Our cruise was widely promoted in Australia as The Grand European Cruise. In fact, it was broken down into 4 separate journeys, starting and finishing in Kiel or Vienna, and catering for different nationalities. Consequently, the longer-term passengers had to endure repetitive evening entertainment, with the same routines catering for an Italian audience and with no options (e.g even when cabin TVs were actually working, reception was dreadful or you paid an exhorbitant rate for movies).
Let's look at food. Start with cold dinners served on cold plates in both the restaurants and buffet. Menu rotated every second day. How about no water served with your meals unless you pay extra? Neither water, tea or coffee were on offer with meals. (Curiously, all of these were served to the large number of North American passengers). Cost of a bottle of wine was approx. five times you would pay at home (e.g Rawlins Retreat, a standard Australian wine bought at any supermarket, costs about $Aust10. MSC charged the Euro equivalent of $Aust48.
There were no snacks between meals unless you paid for them. So if you want an ice-cream or slice of pizza after returning from a trip around town, be prepared to sign your name on the voucher. Similarly, a trip to the bistro for an orange juice etc between meals is a 'you-pay' experience.
Some of this cost can be avoided if you want to avail yourself of a drink ticket. Unless you're a committed alcoholic or can swallow lemonade by the bucketful, it's simply not worth the cost. But don't think of sharing the drink ticket with others, even your spouse. If you buy a ticket, so must the other occupant of your cabin.
Food hygiene consisted of unmonitored serve-yourself trays in the bistro areas where some passengers could - and did - ignored the serving forks and preferred to lift food with their fingers, putting it back if they had second thoughts. As to be expected, the hand dispensers placed at the entries to serving areas (including restaurants) were also unmonitored and were frequently empty.
Laundry facilities? Not on this ship. Unless you want to pay for the service, wash and dry your clothes in the cabin (MSC has been kind enough to string a line in the shower recess). You're not allowed to bring your own iron.
If you'd like a brisk walk on the open deck, don't use the path set aside for that purpose on Deck 7. At least, not while the ship's at sea during the day. It's closed off for cleaning.
Cabin telephones? Not working. That's what the foyer near the lifts is used for.
Few people would object to the small donations to UNICEF which are automatically deducted from your account. But MSC has been unable or unwilling to explain in whose name the donations are sent to that worthy charity. Surely not in the company's name (where a tax write-off would become available)
If you're a poker machine addict, then MSC Musica is the place for you. There's more space devoted to empty pokies than there is to some of the lounges. But if you're a reader, be prepared to pay E15 if you don't return one of the paperbacks which had been donated by a previous passenger in any case. The multi-language selection is reasonable but confined to fiction.

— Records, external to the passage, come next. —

/// Insta Grab - paste a post link, preview and download its media
/// Built with Rust + WASM + Yew

pub mod api;
pub mod config;
pub mod controller;
pub mod error;
pub mod media;
pub mod offline_cache;
pub mod theme;
pub mod ui;

use config::AppConfig;
use offline_cache::BrowserShellCache;
use std::rc::Rc;
use wasm_bindgen::prelude::*;
use wasm_bindgen_futures::future_to_promise;

// Runs in both the page and the service worker
#[wasm_bindgen(start)]
pub fn main() {
    console_error_panic_hook::set_once();
    let config = AppConfig::load();
    wasm_logger::init(wasm_logger::Config::new(config.log_level()));
}

// Mount the page
#[wasm_bindgen]
pub fn start_app() {
    let config = Rc::new(AppConfig::load());
    yew::Renderer::<ui::app::App>::with_props(ui::app::AppProps { config }).render();
}

// Service worker `install` hook; the returned promise goes to waitUntil
#[wasm_bindgen]
pub fn on_install() -> js_sys::Promise {
    future_to_promise(async move {
        let config = AppConfig::load();
        let store = BrowserShellCache::from_global(&config.cache_name)?;
        offline_cache::install(&store, &config.shell_assets).await?;
        Ok(JsValue::UNDEFINED)
    })
}

// Service worker `fetch` hook; the returned promise goes to respondWith
#[wasm_bindgen]
pub fn on_fetch(request: web_sys::Request) -> js_sys::Promise {
    future_to_promise(async move {
        let config = AppConfig::load();
        let store = BrowserShellCache::from_global(&config.cache_name)?;
        let response = offline_cache::respond(&store, &request).await?;
        Ok(response.into())
    })
}
/// Media descriptors returned by the extraction backend

use serde::de::{self, Deserializer};
use serde::Deserialize;
use std::rc::Rc;
use uuid::Uuid;

/// Href used when an item carries no download link at all
pub const DEAD_LINK: &str = "#";

/// Kind of media item, decided by the backend's `type` field
#[derive(Debug, Clone, PartialEq, Deserialize)]
#[serde(from = "Option<String>")]
pub enum MediaKind {
    Video,
    Image,
    /// Anything else, kept verbatim for display
    Other(String),
}

impl From<Option<String>> for MediaKind {
    fn from(value: Option<String>) -> Self {
        match value.as_deref() {
            Some("video") => MediaKind::Video,
            Some("image") => MediaKind::Image,
            Some(other) => MediaKind::Other(other.to_string()),
            None => MediaKind::Other(String::new()),
        }
    }
}

impl Default for MediaKind {
    fn default() -> Self {
        MediaKind::Other(String::new())
    }
}

impl MediaKind {
    /// Badge text: the type name with its first letter capitalized
    pub fn label(&self) -> String {
        match self {
            MediaKind::Video => "Video".to_string(),
            MediaKind::Image => "Image".to_string(),
            MediaKind::Other(raw) if raw.is_empty() => "Media".to_string(),
            MediaKind::Other(raw) => capitalize(raw),
        }
    }
}

/// One downloadable or streamable item
#[derive(Debug, Clone, PartialEq, Default, Deserialize)]
pub struct MediaDescriptor {
    #[serde(rename = "type", default)]
    pub kind: MediaKind,
    pub filename: Option<String>,
    pub size: Option<String>,
    pub thumbnail: Option<String>,
    pub stream_url: Option<String>,
    pub proxy_download: Option<String>,
    pub dlink: Option<String>,
}

impl MediaDescriptor {
    /// Display title, falling back to a positional name (`index` is 0-based)
    pub fn title(&self, index: usize) -> String {
        present(&self.filename)
            .map(str::to_string)
            .unwrap_or_else(|| format!("Instagram Media {}", index + 1))
    }

    pub fn size_label(&self) -> String {
        present(&self.size).unwrap_or("0 MB").to_string()
    }

    pub fn thumbnail_src(&self) -> String {
        present(&self.thumbnail).unwrap_or_default().to_string()
    }

    pub fn stream_src(&self) -> Option<&str> {
        present(&self.stream_url)
    }

    /// The proxied download wins over the direct link; neither gives a dead link
    pub fn download_href(&self) -> String {
        present(&self.proxy_download)
            .or_else(|| present(&self.dlink))
            .unwrap_or(DEAD_LINK)
            .to_string()
    }
}

/// Body of a successful extraction: a list under `media`, or one bare item.
///
/// The body counts as a single item only when `media` is absent or null; a
/// present `media` that is not a valid list is a decode error.
#[derive(Debug, Clone, PartialEq)]
pub enum ExtractionResponse {
    Many { media: Vec<MediaDescriptor> },
    Single(MediaDescriptor),
}

impl<'de> Deserialize<'de> for ExtractionResponse {
    fn deserialize<D: Deserializer<'de>>(deserializer: D) -> Result<Self, D::Error> {
        let mut body = serde_json::Value::deserialize(deserializer)?;

        match body.get_mut("media").map(serde_json::Value::take) {
            Some(media) if !media.is_null() => serde_json::from_value(media)
                .map(|media| ExtractionResponse::Many { media })
                .map_err(de::Error::custom),
            _ => serde_json::from_value(body)
                .map(ExtractionResponse::Single)
                .map_err(de::Error::custom),
        }
    }
}

impl ExtractionResponse {
    pub fn into_items(self) -> Vec<MediaDescriptor> {
        match self {
            ExtractionResponse::Many { media } => media,
            ExtractionResponse::Single(item) => vec![item],
        }
    }
}

/// One rendered batch of results, replaced wholesale on every extraction
#[derive(Debug, Clone, PartialEq)]
pub struct ResultSet {
    pub id: Uuid,
    pub items: Rc<Vec<MediaDescriptor>>,
}

impl ResultSet {
    pub fn new(id: Uuid, items: Vec<MediaDescriptor>) -> Self {
        ResultSet {
            id,
            items: Rc::new(items),
        }
    }

    pub fn len(&self) -> usize {
        self.items.len()
    }

    pub fn is_empty(&self) -> bool {
        self.items.is_empty()
    }
}

// Empty strings count as absent, same as a missing field.
fn present(value: &Option<String>) -> Option<&str> {
    value.as_deref().filter(|s| !s.is_empty())
}

fn capitalize(s: &str) -> String {
    let mut chars = s.chars();
    match chars.next() {
        Some(first) => first.to_uppercase().chain(chars).collect(),
        None => String::new(),
    }
}
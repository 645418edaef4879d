/// Result cards for extracted media

use crate::media::{MediaDescriptor, MediaKind};
use wasm_bindgen_futures::{JsFuture, spawn_local};
use web_sys::HtmlVideoElement;
use yew::prelude::*;

#[derive(Properties, PartialEq)]
pub struct BadgeProps {
    pub label: String,
}

#[function_component(Badge)]
pub fn badge(props: &BadgeProps) -> Html {
    html! {
        <span class="badge">{&props.label}</span>
    }
}

#[derive(Properties, PartialEq)]
pub struct MediaCardProps {
    pub item: MediaDescriptor,
    /// Position in the result list, used for the fallback title
    pub index: usize,
}

#[function_component(MediaCard)]
pub fn media_card(props: &MediaCardProps) -> Html {
    let item = &props.item;

    html! {
        <div class="media-item">
            <MediaPreview item={item.clone()} />
            <div class="file-details">
                <h2>{item.title(props.index)}</h2>
                <div class="meta-info">
                    <Badge label={item.size_label()} />
                    <Badge label={item.kind.label()} />
                </div>
                <div class="file-actions">
                    <a
                        href={item.download_href()}
                        class="download-btn"
                        target="_blank"
                        rel="noopener noreferrer"
                    >
                        {"⬇ Download"}
                    </a>
                </div>
            </div>
        </div>
    }
}

#[derive(Properties, PartialEq)]
pub struct MediaPreviewProps {
    pub item: MediaDescriptor,
}

#[function_component(MediaPreview)]
pub fn media_preview(props: &MediaPreviewProps) -> Html {
    let video_ref = use_node_ref();
    let item = &props.item;

    let on_play = {
        let video_ref = video_ref.clone();
        let stream = item.stream_src().map(str::to_string);

        Callback::from(move |_: MouseEvent| {
            let Some(stream) = stream.as_deref() else {
                return;
            };
            if let Some(video) = video_ref.cast::<HtmlVideoElement>() {
                play_stream(video, stream);
            }
        })
    };

    let preview = match &item.kind {
        MediaKind::Video => html! {
            <>
                <video
                    ref={video_ref}
                    class="video-preview"
                    poster={item.thumbnail_src()}
                    playsinline=true
                />
                <button class="play-overlay" onclick={on_play}>{"▶"}</button>
            </>
        },
        MediaKind::Image => html! {
            <img src={item.thumbnail_src()} alt="Media Preview" />
        },
        MediaKind::Other(_) if !item.thumbnail_src().is_empty() => html! {
            <img src={item.thumbnail_src()} alt="Media Preview" />
        },
        MediaKind::Other(_) => html! {
            <div class="file-icon-fallback">{"📄"}</div>
        },
    };

    html! {
        <div class="file-preview">
            {preview}
        </div>
    }
}

/// Point the video at its stream, start it, then try fullscreen.
/// Playback and fullscreen failures are only logged.
fn play_stream(video: HtmlVideoElement, stream: &str) {
    video.set_src(stream);
    video.set_class_name("video-preview playing");

    let started = match video.play() {
        Ok(promise) => promise,
        Err(e) => {
            log::debug!("Playback did not start: {:?}", e);
            return;
        }
    };

    spawn_local(async move {
        if let Err(e) = JsFuture::from(started).await {
            log::debug!("Playback did not start: {:?}", e);
            return;
        }
        if let Err(e) = video.request_fullscreen() {
            log::debug!("Fullscreen refused: {:?}", e);
        }
    });
}
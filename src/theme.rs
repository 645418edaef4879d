/// Dark/light theme preference, persisted in local storage

use crate::error::{AppError, describe_js};

/// Attribute on `<html>` that the stylesheet keys off
pub const THEME_ATTRIBUTE: &str = "data-theme";

#[derive(Debug, Clone, Copy, PartialEq, Eq, Default)]
pub enum Theme {
    #[default]
    Dark,
    Light,
}

impl Theme {
    pub fn as_str(self) -> &'static str {
        match self {
            Theme::Dark => "dark",
            Theme::Light => "light",
        }
    }

    /// Unknown stored values read as the default
    pub fn parse(value: &str) -> Theme {
        match value {
            "light" => Theme::Light,
            _ => Theme::Dark,
        }
    }

    pub fn toggled(self) -> Theme {
        match self {
            Theme::Dark => Theme::Light,
            Theme::Light => Theme::Dark,
        }
    }
}

/// Minimal key-value storage the theme preference lives in
pub trait ThemeStore {
    fn read(&self, key: &str) -> Option<String>;
    fn write(&self, key: &str, value: &str) -> Result<(), AppError>;
}

impl ThemeStore for web_sys::Storage {
    fn read(&self, key: &str) -> Option<String> {
        self.get_item(key).ok().flatten()
    }

    fn write(&self, key: &str, value: &str) -> Result<(), AppError> {
        self.set_item(key, value)
            .map_err(|e| AppError::Environment(describe_js(&e)))
    }
}

pub fn load_theme(store: &impl ThemeStore, key: &str) -> Theme {
    store
        .read(key)
        .map(|value| Theme::parse(&value))
        .unwrap_or_default()
}

/// Flip `current`, persist the result, and return it
pub fn toggle_theme(store: &impl ThemeStore, key: &str, current: Theme) -> Result<Theme, AppError> {
    let next = current.toggled();
    store.write(key, next.as_str())?;
    Ok(next)
}

pub fn local_storage() -> Result<web_sys::Storage, AppError> {
    web_sys::window()
        .ok_or_else(|| AppError::Environment("no window".to_string()))?
        .local_storage()
        .map_err(|e| AppError::Environment(describe_js(&e)))?
        .ok_or_else(|| AppError::Environment("localStorage unavailable".to_string()))
}

/// Set the theme attribute on the document element
pub fn apply_theme(theme: Theme) -> Result<(), AppError> {
    let root = web_sys::window()
        .and_then(|w| w.document())
        .and_then(|d| d.document_element())
        .ok_or_else(|| AppError::Environment("no document element".to_string()))?;

    root.set_attribute(THEME_ATTRIBUTE, theme.as_str())
        .map_err(|e| AppError::Environment(describe_js(&e)))
}

#[cfg(test)]
mod tests {
    use super::*;
    use std::cell::RefCell;
    use std::collections::HashMap;

    #[derive(Default)]
    struct MemoryStore {
        values: RefCell<HashMap<String, String>>,
    }

    impl ThemeStore for MemoryStore {
        fn read(&self, key: &str) -> Option<String> {
            self.values.borrow().get(key).cloned()
        }

        fn write(&self, key: &str, value: &str) -> Result<(), AppError> {
            self.values
                .borrow_mut()
                .insert(key.to_string(), value.to_string());
            Ok(())
        }
    }

    #[test]
    fn test_default_is_dark() {
        let store = MemoryStore::default();
        assert_eq!(load_theme(&store, "theme"), Theme::Dark);
    }

    #[test]
    fn test_unknown_value_reads_as_dark() {
        let store = MemoryStore::default();
        store.write("theme", "sepia").unwrap();

        assert_eq!(load_theme(&store, "theme"), Theme::Dark);
    }

    #[test]
    fn test_double_toggle_restores() {
        let store = MemoryStore::default();
        let start = load_theme(&store, "theme");

        let once = toggle_theme(&store, "theme", start).unwrap();
        assert_eq!(once, Theme::Light);

        let twice = toggle_theme(&store, "theme", once).unwrap();
        assert_eq!(twice, start);
    }

    #[test]
    fn test_toggle_persists_across_reload() {
        let store = MemoryStore::default();
        toggle_theme(&store, "theme", Theme::Dark).unwrap();

        // a reload only keeps what is in storage
        assert_eq!(load_theme(&store, "theme"), Theme::Light);
        assert_eq!(store.read("theme").as_deref(), Some("light"));
    }
}
use crate::error::{PartAiError, Result};
use serde::{Deserialize, Serialize};
use std::path::{Path, PathBuf};

/// 画像URLのベースを上書きする環境変数
pub const IMAGE_BASE_URL_ENV: &str = "PART_AI_IMAGE_BASE_URL";

#[derive(Debug, Clone, Serialize, Deserialize)]
#[serde(default)]
pub struct Config {
    pub model: String,
    pub max_image_bytes: u64,
    pub max_image_size: u32,
    pub timeout_seconds: u64,
    pub catalog_path: Option<PathBuf>,
    pub image_base_url: Option<String>,
}

impl Default for Config {
    fn default() -> Self {
        Self {
            model: "claude-3-haiku-20240307".into(),
            max_image_bytes: 10 * 1024 * 1024,
            max_image_size: 1568,  // Claude Vision推奨サイズ
            timeout_seconds: 120,
            catalog_path: None,
            image_base_url: None,
        }
    }
}

impl Config {
    pub fn load() -> Result<Self> {
        Self::load_from(&Self::config_path()?)
    }

    pub fn load_from(config_path: &Path) -> Result<Self> {
        if config_path.exists() {
            let content = std::fs::read_to_string(config_path)?;
            let config: Config = serde_json::from_str(&content)?;
            Ok(config)
        } else {
            Ok(Self::default())
        }
    }

    pub fn save(&self) -> Result<()> {
        self.save_to(&Self::config_path()?)
    }

    pub fn save_to(&self, config_path: &Path) -> Result<()> {
        if let Some(parent) = config_path.parent() {
            std::fs::create_dir_all(parent)?;
        }

        let content = serde_json::to_string_pretty(self)?;
        std::fs::write(config_path, content)?;
        Ok(())
    }

    pub fn config_path() -> Result<PathBuf> {
        let home = dirs::home_dir()
            .ok_or_else(|| PartAiError::Config("ホームディレクトリが見つかりません".into()))?;
        Ok(home.join(".config").join("part-ai").join("config.json"))
    }

    /// 画像URLのベース（環境変数を優先）
    pub fn image_base_url(&self) -> Option<String> {
        std::env::var(IMAGE_BASE_URL_ENV)
            .ok()
            .filter(|v| !v.trim().is_empty())
            .or_else(|| self.image_base_url.clone())
    }

    /// CLI引数 → 設定ファイルの順でカタログパスを決定
    pub fn resolve_catalog_path(&self, cli_path: Option<&Path>) -> Result<PathBuf> {
        cli_path
            .map(Path::to_path_buf)
            .or_else(|| self.catalog_path.clone())
            .ok_or_else(|| {
                PartAiError::Config(
                    "カタログが指定されていません。`--catalog` か `part-ai config --set-catalog` で指定してください".into(),
                )
            })
    }

    pub fn timeout(&self) -> std::time::Duration {
        std::time::Duration::from_secs(self.timeout_seconds)
    }
}
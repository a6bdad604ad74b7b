//! AI CLI呼び出し

use crate::ai_provider::AiProvider;
use crate::error::{PartAiError, Result};
use std::time::Duration;
use tokio::process::Command;
use tracing::debug;

pub async fn run_ai_cli(
    provider: AiProvider,
    prompt: &str,
    model: &str,
    timeout: Duration,
) -> Result<String> {
    let args = provider.prompt_args(prompt, model);

    // Windowsではcmd /c経由
    #[cfg(windows)]
    let mut command = {
        let mut c = Command::new("cmd");
        c.arg("/c").arg(provider.command_name());
        c
    };

    #[cfg(not(windows))]
    let mut command = Command::new(provider.command_name());

    command.args(&args).kill_on_drop(true);

    let output = tokio::time::timeout(timeout, command.output())
        .await
        .map_err(|_| {
            PartAiError::Timeout(format!(
                "{} CLI が {}秒以内に応答しませんでした",
                provider.command_name(),
                timeout.as_secs()
            ))
        })?
        .map_err(|e| PartAiError::CliExecution(format!("{} CLI実行エラー: {}", provider.command_name(), e)))?;

    if !output.status.success() {
        let stderr = String::from_utf8_lossy(&output.stderr);
        return Err(PartAiError::CliExecution(format!(
            "{} CLI failed (code {:?}): {}",
            provider.command_name(),
            output.status.code(),
            stderr
        )));
    }

    let response = String::from_utf8_lossy(&output.stdout).to_string();

    let preview: String = response.chars().take(500).collect();
    debug!(%preview, "cli response");

    Ok(response)
}
//! Part AI Common Library
//!
//! CLIと他のフロントエンドで共有される型と照合ロジック

pub mod types;
pub mod error;
pub mod query;
pub mod predicate;
pub mod scoring;
pub mod parser;
pub mod prompts;

pub use types::{CatalogEntry, ScoredCandidate, VisionAnalysis};
pub use error::{Error, Result};
pub use query::{MatchQuery, NOT_IDENTIFIED};
pub use predicate::{CatalogPredicate, contains_ignore_case};
pub use scoring::{rank_candidates, score_candidate, MAX_RESULTS, MIN_SIMILARITY};
pub use parser::{extract_json_object, parse_vision_response};
pub use prompts::build_identify_prompt;
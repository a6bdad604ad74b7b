//! プロンプト生成モジュール
//!
//! 画像解析（部品識別）用プロンプト。出力JSONのキーは VisionAnalysis と対応する。

use crate::query::NOT_IDENTIFIED;

/// 部品識別プロンプト生成
///
/// # Arguments
/// * `image_path` - 解析対象の画像パス（AI CLIに読ませる）
pub fn build_identify_prompt(image_path: &str) -> String {
    format!(
        r#"Read the following image file and analyze it: {image_path}

Vous êtes un expert en pièces automobiles. Analysez cette image et retournez UNIQUEMENT au format JSON :

{{
  "partName": "nom précis de la pièce en français",
  "description": "description détaillée de la pièce avec caractéristiques visibles",
  "confidence": 0.95,
  "keywords": ["mot-clé1", "mot-clé2"],
  "category": "catégorie de la pièce",
  "possibleBrands": ["marque1", "marque2"]
}}

Si ce n'est pas une pièce automobile, retournez:
{{
  "partName": "{NOT_IDENTIFIED}",
  "description": "Cette image ne semble pas contenir une pièce automobile",
  "confidence": 0.0,
  "keywords": [],
  "category": "unknown",
  "possibleBrands": []
}}"#
    )
}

None of the passengers I spoke with had any complaints about the cleanliness of the cabins. Linen is changed daily and the staff are courteous, efficient, knowledgeable and friendly. Similarly, staff at the medical, reception, tour and in the restaurants are first class. Quite equal to the best of any other cruise line we've been on. The deficiencies summarised above can't be justly foisted onto the ship's crew. It's the MSC management which has laid down the standards, costs and procedures. If the company is intent on exploiting the Australian market, it certainly needs to significantly lift its game. As one well-travelled Canadian said, "It's the cruise liners' equal to a Best Western".